+++ TASK MATERIAL +++

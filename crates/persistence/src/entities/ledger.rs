//! Ledger entities: players, FTDs, commissions, revenue-share reports and
//! transactions.

use chrono::{DateTime, Utc};
use domain::models::ledger::{Transaction, TransactionStatus, TransactionType, TransactionView};
use rust_decimal::Decimal;
use sqlx::FromRow;
use uuid::Uuid;

/// Database enum for transaction_type.
#[derive(Debug, Clone, Copy, PartialEq, Eq, sqlx::Type)]
#[sqlx(type_name = "transaction_type", rename_all = "SCREAMING_SNAKE_CASE")]
pub enum TransactionTypeDb {
    Cpa,
    RevenueShare,
}

impl From<TransactionTypeDb> for TransactionType {
    fn from(db: TransactionTypeDb) -> Self {
        match db {
            TransactionTypeDb::Cpa => TransactionType::Cpa,
            TransactionTypeDb::RevenueShare => TransactionType::RevenueShare,
        }
    }
}

impl From<TransactionType> for TransactionTypeDb {
    fn from(kind: TransactionType) -> Self {
        match kind {
            TransactionType::Cpa => TransactionTypeDb::Cpa,
            TransactionType::RevenueShare => TransactionTypeDb::RevenueShare,
        }
    }
}

/// Database enum for transaction_status.
#[derive(Debug, Clone, Copy, PartialEq, Eq, sqlx::Type)]
#[sqlx(type_name = "transaction_status", rename_all = "SCREAMING_SNAKE_CASE")]
pub enum TransactionStatusDb {
    Pending,
    Approved,
    Rejected,
}

impl From<TransactionStatusDb> for TransactionStatus {
    fn from(db: TransactionStatusDb) -> Self {
        match db {
            TransactionStatusDb::Pending => TransactionStatus::Pending,
            TransactionStatusDb::Approved => TransactionStatus::Approved,
            TransactionStatusDb::Rejected => TransactionStatus::Rejected,
        }
    }
}

impl From<TransactionStatus> for TransactionStatusDb {
    fn from(status: TransactionStatus) -> Self {
        match status {
            TransactionStatus::Pending => TransactionStatusDb::Pending,
            TransactionStatus::Approved => TransactionStatusDb::Approved,
            TransactionStatus::Rejected => TransactionStatusDb::Rejected,
        }
    }
}

/// Database row mapping for the transactions table, joined with the
/// affiliate name.
#[derive(Debug, Clone, FromRow)]
pub struct TransactionViewEntity {
    pub id: Uuid,
    pub affiliate_id: Uuid,
    pub player_id: Option<Uuid>,
    pub amount: Decimal,
    #[sqlx(rename = "type")]
    pub transaction_type: TransactionTypeDb,
    pub status: TransactionStatusDb,
    pub date: DateTime<Utc>,
    pub description: Option<String>,
    pub affiliate_name: String,
}

impl From<TransactionViewEntity> for TransactionView {
    fn from(entity: TransactionViewEntity) -> Self {
        Self {
            transaction: Transaction {
                id: entity.id,
                affiliate_id: entity.affiliate_id,
                player_id: entity.player_id,
                amount: entity.amount,
                transaction_type: entity.transaction_type.into(),
                status: entity.status.into(),
                date: entity.date,
                description: entity.description,
            },
            affiliate_name: entity.affiliate_name,
        }
    }
}

/// Partner-linked affiliate lookup row.
#[derive(Debug, Clone, FromRow)]
pub struct LinkedAffiliateEntity {
    pub id: Uuid,
    pub name: String,
    pub external_id: String,
}

impl From<LinkedAffiliateEntity> for domain::services::ledger::LinkedAffiliate {
    fn from(entity: LinkedAffiliateEntity) -> Self {
        Self {
            id: entity.id,
            name: entity.name,
            external_id: entity.external_id,
        }
    }
}
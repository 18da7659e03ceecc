//! Superbet webhook receiver.

use axum::{
    body::Bytes,
    extract::State,
    http::HeaderMap,
    routing::post,
    Json, Router,
};
use domain::models::partner::SuperbetWebhookPayload;
use shared::crypto::secrets_match;
use tracing::warn;

use crate::app::AppState;
use crate::error::ApiError;
use crate::services::onboarding::WebhookOutcome;
use crate::services::OnboardingService;

pub const WEBHOOK_TOKEN_HEADER: &str = "X-Webhook-Token";

pub fn router() -> Router<AppState> {
    Router::new().route("/superbet", post(superbet_webhook))
}

/// Checks the shared secret. An unset secret rejects every call.
fn authorize(headers: &HeaderMap, expected: &str) -> Result<(), ApiError> {
    let presented = headers
        .get(WEBHOOK_TOKEN_HEADER)
        .and_then(|v| v.to_str().ok())
        .unwrap_or_default();

    if expected.is_empty() || presented.is_empty() || !secrets_match(presented, expected) {
        return Err(ApiError::Unauthorized("Invalid webhook token".to_string()));
    }
    Ok(())
}

/// POST /api/webhooks/superbet
///
/// The token is checked before the body is parsed.
pub async fn superbet_webhook(
    State(state): State<AppState>,
    headers: HeaderMap,
    body: Bytes,
) -> Result<Json<WebhookOutcome>, ApiError> {
    if let Err(e) = authorize(&headers, &state.config.partners.superbet.webhook_token) {
        warn!("Rejected Superbet webhook with a bad token");
        return Err(e);
    }

    let payload: SuperbetWebhookPayload = serde_json::from_slice(&body)
        .map_err(|e| ApiError::Validation(format!("Invalid webhook payload: {}", e)))?;

    let outcome = OnboardingService::new(state.pool.clone(), state.partners.onboarding.clone())
        .handle_webhook(&payload)
        .await?;
    Ok(Json(outcome))
}
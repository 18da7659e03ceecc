//! Domain layer for the affiliate back office.
//!
//! This crate contains:
//! - Domain models (affiliates, deals, ledger rows, invites, partner feed rows)
//! - Commission rules and deal precedence
//! - The partner reconciliation engine and affiliate sync, written against
//!   the `PartnerFeed` and `LedgerStore` seams

pub mod models;
pub mod services;
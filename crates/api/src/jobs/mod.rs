//! Background jobs.

mod partner_sync;
mod pending_invites;
mod pool_metrics;
mod scheduler;

pub use partner_sync::{AffiliateSyncJob, ResultsSyncJob};
pub use pending_invites::PendingInvitesJob;
pub use pool_metrics::PoolMetricsJob;
pub use scheduler::{Job, JobFrequency, JobScheduler};
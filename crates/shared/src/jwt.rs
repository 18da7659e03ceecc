//! Bearer token issuance and verification.
//!
//! Production deployments sign with RS256 using a PEM key pair from
//! configuration. A shared-secret HS256 constructor exists for tests and
//! local tooling where generating RSA keys is inconvenient.

use chrono::{Duration, Utc};
use jsonwebtoken::{decode, encode, Algorithm, DecodingKey, EncodingKey, Header, Validation};
use serde::{Deserialize, Serialize};
use thiserror::Error;
use uuid::Uuid;

#[derive(Debug, Error)]
pub enum JwtError {
    #[error("Failed to encode token: {0}")]
    EncodingError(String),

    #[error("Failed to decode token: {0}")]
    DecodingError(String),

    #[error("Token has expired")]
    TokenExpired,

    #[error("Invalid token")]
    InvalidToken,

    #[error("Invalid key: {0}")]
    InvalidKey(String),
}

/// Claims carried by a session token.
#[derive(Debug, Clone, Serialize, Deserialize)]
pub struct Claims {
    /// User id.
    pub sub: String,
    /// Role name at issue time (`ADMIN` or `AFFILIATE`).
    pub role: String,
    pub exp: i64,
    pub iat: i64,
    pub jti: String,
}

/// Signing and verification keys plus token lifetime settings.
#[derive(Clone)]
pub struct JwtConfig {
    encoding_key: EncodingKey,
    decoding_key: DecodingKey,
    algorithm: Algorithm,
    /// Token lifetime in seconds (default: 604800 = 7 days).
    pub token_expiry_secs: i64,
    /// Clock skew tolerance in seconds.
    pub leeway_secs: u64,
}

impl std::fmt::Debug for JwtConfig {
    fn fmt(&self, f: &mut std::fmt::Formatter<'_>) -> std::fmt::Result {
        f.debug_struct("JwtConfig")
            .field("algorithm", &self.algorithm)
            .field("token_expiry_secs", &self.token_expiry_secs)
            .field("leeway_secs", &self.leeway_secs)
            .field("keys", &"[REDACTED]")
            .finish()
    }
}

pub const DEFAULT_LEEWAY_SECS: u64 = 30;

impl JwtConfig {
    /// Builds an RS256 config with the default leeway.
    pub fn new(
        private_key_pem: &str,
        public_key_pem: &str,
        token_expiry_secs: i64,
    ) -> Result<Self, JwtError> {
        Self::with_leeway(
            private_key_pem,
            public_key_pem,
            token_expiry_secs,
            DEFAULT_LEEWAY_SECS,
        )
    }

    /// Builds an RS256 config from PEM encoded RSA keys.
    pub fn with_leeway(
        private_key_pem: &str,
        public_key_pem: &str,
        token_expiry_secs: i64,
        leeway_secs: u64,
    ) -> Result<Self, JwtError> {
        let encoding_key = EncodingKey::from_rsa_pem(private_key_pem.as_bytes())
            .map_err(|e| JwtError::InvalidKey(format!("Invalid private key: {}", e)))?;

        let decoding_key = DecodingKey::from_rsa_pem(public_key_pem.as_bytes())
            .map_err(|e| JwtError::InvalidKey(format!("Invalid public key: {}", e)))?;

        Ok(Self {
            encoding_key,
            decoding_key,
            algorithm: Algorithm::RS256,
            token_expiry_secs,
            leeway_secs,
        })
    }

    /// Builds an HS256 config from a shared secret. Not for production use.
    pub fn with_shared_secret(secret: &str, token_expiry_secs: i64) -> Self {
        Self {
            encoding_key: EncodingKey::from_secret(secret.as_bytes()),
            decoding_key: DecodingKey::from_secret(secret.as_bytes()),
            algorithm: Algorithm::HS256,
            token_expiry_secs,
            leeway_secs: 0,
        }
    }

    /// Issues a token for the user. Returns `(token, jti)`.
    pub fn generate_token(&self, user_id: Uuid, role: &str) -> Result<(String, String), JwtError> {
        let now = Utc::now();
        let jti = Uuid::new_v4().to_string();

        let claims = Claims {
            sub: user_id.to_string(),
            role: role.to_string(),
            exp: (now + Duration::seconds(self.token_expiry_secs)).timestamp(),
            iat: now.timestamp(),
            jti: jti.clone(),
        };

        let token = encode(&Header::new(self.algorithm), &claims, &self.encoding_key)
            .map_err(|e| JwtError::EncodingError(e.to_string()))?;

        Ok((token, jti))
    }

    /// Verifies signature and expiry and returns the claims.
    pub fn validate_token(&self, token: &str) -> Result<Claims, JwtError> {
        let mut validation = Validation::new(self.algorithm);
        validation.validate_exp = true;
        validation.leeway = self.leeway_secs;

        decode::<Claims>(token, &self.decoding_key, &validation)
            .map(|data| data.claims)
            .map_err(|e| match e.kind() {
                jsonwebtoken::errors::ErrorKind::ExpiredSignature => JwtError::TokenExpired,
                jsonwebtoken::errors::ErrorKind::InvalidToken
                | jsonwebtoken::errors::ErrorKind::InvalidSignature => JwtError::InvalidToken,
                _ => JwtError::DecodingError(e.to_string()),
            })
    }
}

pub fn extract_user_id(claims: &Claims) -> Result<Uuid, JwtError> {
    Uuid::parse_str(&claims.sub).map_err(|_| JwtError::InvalidToken)
}
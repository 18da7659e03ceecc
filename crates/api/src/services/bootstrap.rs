//! Seeds the first admin account at startup.

use domain::models::Role;
use persistence::entities::UserRoleDb;
use persistence::repositories::UserRepository;
use shared::password::{hash_password, PasswordError};
use sqlx::PgPool;
use tracing::{info, warn};

use crate::config::BootstrapConfig;

#[derive(Debug, thiserror::Error)]
pub enum BootstrapError {
    #[error("Database error: {0}")]
    Database(#[from] sqlx::Error),

    #[error("Password hashing error: {0}")]
    PasswordHash(#[from] PasswordError),
}

/// Creates the configured admin unless a user with that email exists.
pub async fn bootstrap_admin(pool: &PgPool, config: &BootstrapConfig) -> Result<(), BootstrapError> {
    if config.admin_email.is_empty() {
        return Ok(());
    }
    if config.admin_password.is_empty() {
        warn!("AFF__BOOTSTRAP__ADMIN_EMAIL is set but AFF__BOOTSTRAP__ADMIN_PASSWORD is empty, skipping bootstrap");
        return Ok(());
    }

    let users = UserRepository::new(pool.clone());
    if users.find_by_email(&config.admin_email).await?.is_some() {
        info!("Bootstrap admin already exists, skipping");
        return Ok(());
    }

    let password_hash = hash_password(&config.admin_password)?;
    let user = users
        .create_user(
            &config.admin_email.trim().to_lowercase(),
            &password_hash,
            "Administrator",
            UserRoleDb::from(Role::Admin),
        )
        .await?;

    info!(email = %user.email, user_id = %user.id, "Bootstrap admin created");
    warn!("Remove AFF__BOOTSTRAP__ADMIN_PASSWORD from the environment once the admin has logged in");
    Ok(())
}
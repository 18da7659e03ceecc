//! Application services that coordinate repositories and partner clients.

pub mod auth;
pub mod bootstrap;
pub mod deal_assignment;
pub mod onboarding;
pub mod sync;
pub mod system_config;

pub use auth::AuthService;
pub use deal_assignment::DealAssignment;
pub use onboarding::OnboardingService;
pub use sync::{SyncLocks, SyncService};
pub use system_config::SystemConfigService;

+++

WORK INSTRUCTIONS: Go line by line through the records above and copy each one containing "OnboardingService".

RESULT OF THE EXERCISE:
use crate::services::OnboardingService;
    let outcome = OnboardingService::new(state.pool.clone(), state.partners.onboarding.clone())
pub use onboarding::OnboardingService;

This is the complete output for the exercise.